Specifically, the structure of the mining super capacitor type electric locomotive comprises a mechanical part and an electric part, wherein the mechanical part is similar to that of the mining storage battery type electric locomotive in the third embodiment, and the mechanical part is not described in detail herein. The electric part comprises a motor, a controller and a super capacitor power supply device.
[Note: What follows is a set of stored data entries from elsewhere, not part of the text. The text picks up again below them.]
//! User-facing notices (spoken / shown / vibrated)

use serde::{Deserialize, Serialize};

use crate::FALL_VIBRATION_PATTERN;

/// Something the user should hear about
#[derive(Debug, Clone, PartialEq, Eq, Serialize, Deserialize)]
#[serde(tag = "notice", rename_all = "SCREAMING_SNAKE_CASE")]
pub enum Notice {
    /// Countdown started
    FallDetected { countdown_ms: u64 },
    /// User cancelled the countdown
    AlertCancelled,
    /// Dispatch finished
    AlertSent { delivered: usize, attempted: usize },
    /// Dispatch found nobody to send to
    NoContacts,
    /// Manual emergency requested
    ManualAlert,
    MonitoringStarted,
    MonitoringStopped,
}

impl Notice {
    /// Text to speak
    pub fn text(&self) -> String {
        match self {
            Notice::FallDetected { countdown_ms } => format!(
                "Fall detected! Sending emergency alert in {} seconds. Say 'Cancel' to stop.",
                countdown_ms.div_ceil(1000)
            ),
            Notice::AlertCancelled => "Emergency alert cancelled.".to_string(),
            Notice::AlertSent { delivered, attempted } if delivered == attempted => {
                "Emergency alert sent to your contacts.".to_string()
            }
            Notice::AlertSent { delivered: 0, .. } => {
                "Emergency alert could not be delivered.".to_string()
            }
            Notice::AlertSent { delivered, attempted } => format!(
                "Emergency alert sent to {} of {} contacts.",
                delivered, attempted
            ),
            Notice::NoContacts => "No emergency contacts configured.".to_string(),
            Notice::ManualAlert => "Emergency alert activated.".to_string(),
            Notice::MonitoringStarted => "Fall detection activated.".to_string(),
            Notice::MonitoringStopped => "Fall detection deactivated.".to_string(),
        }
    }

    /// Vibration pattern to play alongside, in milliseconds
    pub fn vibration(&self) -> Option<&'static [u64]> {
        match self {
            Notice::FallDetected { .. } | Notice::ManualAlert => Some(&FALL_VIBRATION_PATTERN),
            _ => None,
        }
    }
}

impl std::fmt::Display for Notice {
    fn fmt(&self, f: &mut std::fmt::Formatter<'_>) -> std::fmt::Result {
        f.write_str(&self.text())
    }
}
//! Detection configuration

use serde::{Deserialize, Serialize};

use crate::error::ConfigError;
use crate::{
    DEFAULT_COUNTDOWN_MS, DEFAULT_FALL_THRESHOLD, DEFAULT_FREE_FALL_RESET_MS,
    DEFAULT_IMPACT_THRESHOLD, DEFAULT_MAX_FREE_FALL_MS, DEFAULT_MIN_FREE_FALL_MS,
    DEFAULT_SENSITIVITY, SENSITIVITY_LOW_BELOW, SENSITIVITY_MEDIUM_BELOW,
};

/// Thresholds and windows read by the classifier and the countdown
#[derive(Debug, Clone, Copy, PartialEq, Serialize, Deserialize)]
#[serde(default)]
pub struct DetectionConfig {
    /// Spike above this is a potential impact (m/s²)
    pub fall_threshold: f64,
    /// Magnitude below this is free-fall (m/s²)
    pub impact_threshold: f64,
    pub min_free_fall_ms: u64,
    pub max_free_fall_ms: u64,
    /// Unresolved free-fall is abandoned after this long
    pub free_fall_reset_ms: u64,
    /// Delay before the alert goes out
    pub countdown_ms: u64,
}

impl Default for DetectionConfig {
    fn default() -> Self {
        Self {
            fall_threshold: DEFAULT_FALL_THRESHOLD,
            impact_threshold: DEFAULT_IMPACT_THRESHOLD,
            min_free_fall_ms: DEFAULT_MIN_FREE_FALL_MS,
            max_free_fall_ms: DEFAULT_MAX_FREE_FALL_MS,
            free_fall_reset_ms: DEFAULT_FREE_FALL_RESET_MS,
            countdown_ms: DEFAULT_COUNTDOWN_MS,
        }
    }
}

impl DetectionConfig {
    /// Check every invariant. Called at configuration time, never while classifying.
    pub fn validate(&self) -> Result<(), ConfigError> {
        for (field, value) in [
            ("fall_threshold", self.fall_threshold),
            ("impact_threshold", self.impact_threshold),
        ] {
            if !value.is_finite() || value < 0.0 {
                return Err(ConfigError::InvalidThreshold { field, value });
            }
        }
        if self.impact_threshold >= self.fall_threshold {
            return Err(ConfigError::ThresholdOrder {
                impact: self.impact_threshold,
                fall: self.fall_threshold,
            });
        }
        for (field, value) in [
            ("min_free_fall_ms", self.min_free_fall_ms),
            ("max_free_fall_ms", self.max_free_fall_ms),
            ("free_fall_reset_ms", self.free_fall_reset_ms),
            ("countdown_ms", self.countdown_ms),
        ] {
            if value == 0 {
                return Err(ConfigError::ZeroDuration { field });
            }
        }
        if self.min_free_fall_ms >= self.max_free_fall_ms {
            return Err(ConfigError::EmptyWindow {
                min_ms: self.min_free_fall_ms,
                max_ms: self.max_free_fall_ms,
            });
        }
        Ok(())
    }

    /// Derive the fall threshold from a sensitivity slider position
    pub fn with_sensitivity(mut self, sensitivity: Sensitivity) -> Self {
        self.fall_threshold = sensitivity.fall_threshold();
        self
    }

    /// Is `elapsed_ms` of free-fall long enough, and short enough, for a fall?
    pub fn in_free_fall_window(&self, elapsed_ms: u64) -> bool {
        (self.min_free_fall_ms..=self.max_free_fall_ms).contains(&elapsed_ms)
    }

    /// Apply a partial update, returning the merged (unvalidated) config
    pub fn merged(&self, update: &ConfigUpdate) -> Result<Self, ConfigError> {
        let mut next = *self;
        if let Some(s) = update.sensitivity {
            next = next.with_sensitivity(Sensitivity::new(s)?);
        }
        // explicit threshold wins over the sensitivity-derived one
        if let Some(v) = update.fall_threshold {
            next.fall_threshold = v;
        }
        if let Some(v) = update.impact_threshold {
            next.impact_threshold = v;
        }
        if let Some(v) = update.min_free_fall_ms {
            next.min_free_fall_ms = v;
        }
        if let Some(v) = update.max_free_fall_ms {
            next.max_free_fall_ms = v;
        }
        if let Some(v) = update.free_fall_reset_ms {
            next.free_fall_reset_ms = v;
        }
        if let Some(v) = update.countdown_ms {
            next.countdown_ms = v;
        }
        Ok(next)
    }
}

/// Partial configuration change. Absent fields keep their current value.
#[derive(Debug, Clone, Default, PartialEq, Serialize, Deserialize)]
pub struct ConfigUpdate {
    #[serde(default, skip_serializing_if = "Option::is_none")]
    pub sensitivity: Option<f64>,
    #[serde(default, skip_serializing_if = "Option::is_none")]
    pub fall_threshold: Option<f64>,
    #[serde(default, skip_serializing_if = "Option::is_none")]
    pub impact_threshold: Option<f64>,
    #[serde(default, skip_serializing_if = "Option::is_none")]
    pub min_free_fall_ms: Option<u64>,
    #[serde(default, skip_serializing_if = "Option::is_none")]
    pub max_free_fall_ms: Option<u64>,
    #[serde(default, skip_serializing_if = "Option::is_none")]
    pub free_fall_reset_ms: Option<u64>,
    #[serde(default, skip_serializing_if = "Option::is_none")]
    pub countdown_ms: Option<u64>,
}

/// Fall sensitivity slider, 0.0 (fewest false alarms) to 1.0 (most responsive)
#[derive(Debug, Clone, Copy, PartialEq, PartialOrd, Serialize)]
pub struct Sensitivity(f64);

impl Default for Sensitivity {
    fn default() -> Self {
        Sensitivity(DEFAULT_SENSITIVITY)
    }
}

impl Sensitivity {
    pub fn new(value: f64) -> Result<Self, ConfigError> {
        if !(0.0..=1.0).contains(&value) {
            return Err(ConfigError::SensitivityOutOfRange(value));
        }
        Ok(Sensitivity(value))
    }

    pub fn value(&self) -> f64 {
        self.0
    }

    /// Higher sensitivity, lower spike needed. Default slider gives the default threshold.
    pub fn fall_threshold(&self) -> f64 {
        DEFAULT_FALL_THRESHOLD * (1.0 + DEFAULT_SENSITIVITY - self.0)
    }

    pub fn label(&self) -> &'static str {
        if self.0 < SENSITIVITY_LOW_BELOW {
            "Low"
        } else if self.0 < SENSITIVITY_MEDIUM_BELOW {
            "Medium"
        } else {
            "High"
        }
    }

    pub fn description(&self) -> &'static str {
        match self.label() {
            "Low" => "Low sensitivity (fewer false alarms)",
            "Medium" => "Medium sensitivity (balanced)",
            _ => "High sensitivity (more responsive)",
        }
    }
}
The super capacitor power supply device is arranged on the frame and is connected with the motor and the controller.

The air brake device of the mining electric locomotive provided by the embodiment can still realize the function of emergency braking when part of the brake cylinders 50 are in fault, so that the mining electric locomotive has good reliability and safety.

Finally, it should be noted that: the above embodiments are only for illustrating the technical solution of the present invention, and are not limiting; although the invention has been described in detail with reference to the foregoing embodiments, it will be understood by those of ordinary skill in the art that: the technical scheme described in the foregoing embodiments can be modified or some technical features thereof can be replaced by equivalents; such modifications and substitutions do not depart from the spirit and scope of the technical solutions of the embodiments of the present invention.

Claims (10)

1. An air brake device of a mining electric locomotive is characterized by comprising a first reversing valve, a second reversing valve and more than two groups of brake cylinders, wherein:

a braking passage is formed between the first reversing valve and the braking cylinder, and a relieving passage is formed between the first reversing valve and the braking cylinder;

the second reversing valve is arranged in the braking passage and is provided with more than two air outlets, each air outlet is respectively connected with a corresponding group of braking cylinders, and the second reversing valve can control the communication and disconnection between each air outlet and the corresponding group of braking cylinders.

2. The air brake device according to claim 1, wherein the second reversing valve is a pneumatic reversing valve, an electric reversing valve, or a manual reversing valve.

3. An air brake arrangement according to claim 2, wherein the air brake arrangement has two sets of brake cylinders and the second reversing valve is a three-position five-way pneumatic reversing valve.

4. The air brake device according to claim 1, wherein the first reversing valve is a pneumatic reversing valve, an electric reversing valve, or a manual reversing valve.

5. The air brake device according to claim 1 or 4, wherein a proportional valve is further installed between the first reversing valve and the second reversing valve.

6. The air brake device according to claim 5, wherein the proportional valve is an electronically controlled proportional valve, and wherein a control switch is connected to the proportional valve.

7. The air brake device according to claim 6, wherein the first directional valve is an electronically controlled directional valve, the first directional valve being connected to the control switch.

8. The air brake device according to claim 1 or 4, further comprising a pressure reducing valve connected to the first reversing valve.

9. An electric mining locomotive having a frame and an air brake device according to any one of claims 1 to 8, the air brake device being mounted on the frame.

10. The mining electric locomotive of claim 9, wherein the mining electric locomotive is a mining battery electric locomotive, a mining overhead wire electric locomotive, or a mining super capacitor electric locomotive.